LUCY: Yeah, it’s an amazing, challenging and beautiful experience having this. So I guess you might say that applying that to an everyday listener who might not be in a place where they’re able to do gift economy stuff, or they might not have that sort of work or something, do you think it might be around bringing some curiosity around what our gifts are and then just freely offering them to our community?
HELEN: What comes to me actually is kind of a similar thing. In the Buddhist tradition, we call it the practice of dana or generosity, and when I invite people to offer on a dana basis in whatever context or to just explore generosity, there’s a sense of when we freely offer something with an open hand, we somehow recognise that that hand is open to receive at the same time. But when that hand is close into a fist, it’s not open to receive, and we might give something over here and receive something over there, and we might not, in our mind, immediately put that together, but when we see the whole picture, we see that there is this balance that happens quite extremely magical actually.
And so, yes, it could be a gift that you offer. It could be anything really where you feel this open handedness or open heartedness, and then I would say keep an eye out — out of the corner of your eye — for that coming back, for that rebound karma, because it might come from the most unexpected place. You might not make that connection that you gave over here and received over there. That, in my experience, is pretty reliable.
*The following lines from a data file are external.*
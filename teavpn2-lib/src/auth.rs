#![forbid(unsafe_code)]

//! Credential verification seam. The engine hands in an AUTH payload
//! and gets back the interface parameters to assign, or a rejection.

use crate::config::ServerConfig;
use crate::proto::{Credentials, IfInfo};

pub trait Authenticator: Send + Sync {
    /// Verify the credentials. `Some` carries the tunnel parameters the
    /// peer will be handed in AUTH_OK.
    fn authenticate(&self, creds: &Credentials) -> Option<IfInfo>;
}

struct StaticUser {
    username: String,
    password: String,
    if_info: IfInfo,
}

/// Authenticates against the `[[users]]` table of the server config.
pub struct StaticAuth {
    users: Vec<StaticUser>,
}

impl StaticAuth {
    pub fn from_config(cfg: &ServerConfig) -> Self {
        let users = cfg
            .users
            .iter()
            .map(|u| StaticUser {
                username: u.username.clone(),
                password: u.password.clone(),
                if_info: IfInfo {
                    ipv4: u.ipv4,
                    netmask: cfg.iface.netmask,
                    gateway: cfg.iface.ipv4,
                    mtu: cfg.iface.mtu,
                },
            })
            .collect();
        Self { users }
    }
}

impl Authenticator for StaticAuth {
    fn authenticate(&self, creds: &Credentials) -> Option<IfInfo> {
        // An empty password never authenticates, whatever the account
        // table says.
        if creds.password().is_empty() {
            return None;
        }
        self.users
            .iter()
            .find(|u| u.username == creds.username() && u.password == creds.password())
            .map(|u| u.if_info)
    }
}

#[cfg(test)]
mod tests {
    use super::*;
    use crate::config::{IfaceConfig, ServerConfig, ServerSockConfig, SockType, UserConfig};

    fn config() -> ServerConfig {
        ServerConfig {
            event_loop: Default::default(),
            workers: None,
            err_threshold: 5,
            sock: ServerSockConfig {
                sock_type: SockType::Tcp,
                listen: "127.0.0.1:0".parse().expect("addr"),
                backlog: 128,
                max_conn: 4,
            },
            iface: IfaceConfig {
                dev: "tvpn-test".into(),
                ipv4: "10.8.0.1".parse().expect("addr"),
                netmask: "255.255.255.0".parse().expect("addr"),
                mtu: 1500,
            },
            timeout: Default::default(),
            users: vec![UserConfig {
                username: "alice".into(),
                password: "secret".into(),
                ipv4: "10.8.0.2".parse().expect("addr"),
            }],
        }
    }

    #[test]
    fn known_user_gets_interface_parameters() {
        let auth = StaticAuth::from_config(&config());
        let creds = Credentials::new("alice", "secret").expect("creds");
        let iff = auth.authenticate(&creds).expect("accepted");
        assert_eq!(iff.ipv4, "10.8.0.2".parse::<std::net::Ipv4Addr>().expect("addr"));
        assert_eq!(iff.gateway, "10.8.0.1".parse::<std::net::Ipv4Addr>().expect("addr"));
        assert_eq!(iff.mtu, 1500);
    }

    #[test]
    fn wrong_password_and_empty_password_are_rejected() {
        let auth = StaticAuth::from_config(&config());
        let wrong = Credentials::new("alice", "nope").expect("creds");
        assert!(auth.authenticate(&wrong).is_none());
        let empty = Credentials::new("alice", "").expect("creds");
        assert!(auth.authenticate(&empty).is_none());
    }
}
LUCY: It also feels to me like very beautiful. It actually relates to so much of what we’ve been talking about because it relies on a surrendering to the unknown. And it feels to me like that these times that we’re in right now requires so much of that, of just simply having hearts open for receiving and giving, with the listening, with the sharing, with the vulnerability, with the practical gifts, with the love. I don’t know. I think that this just feels to me like being open to the mystery of that giving and receiving, and the mystery of being part of a community where you all are just playing a part and being open to loving, connecting and kinship… I don’t think that was a sentence that I finished with, but I couldn’t conclude it.
HELEN: More mystery, I would say, definitely. I agree — more mystery is needed. More love of mystery.
LUCY: More love of mystery and more love of love. More mysterious love of love.
HELEN: The facts must be a sentence
LUCY: Helen, it’s been such a delight speaking with you it’s been really beautiful and really helpful to me because I felt so many different feelings about this moment in time with the coronavirus and dealing with all of these. I actually really felt quite confused. This conversation has bought so much clarity, and so many provocations to me, so I’m really deeply grateful for you spending this time with me.
HELEN: Well, I’ve really enjoyed this conversation. It is at the end of my day, and I was quite tired before I came on to speak with you, but I have felt enlivened by your own liveliness. It’s been a pleasure.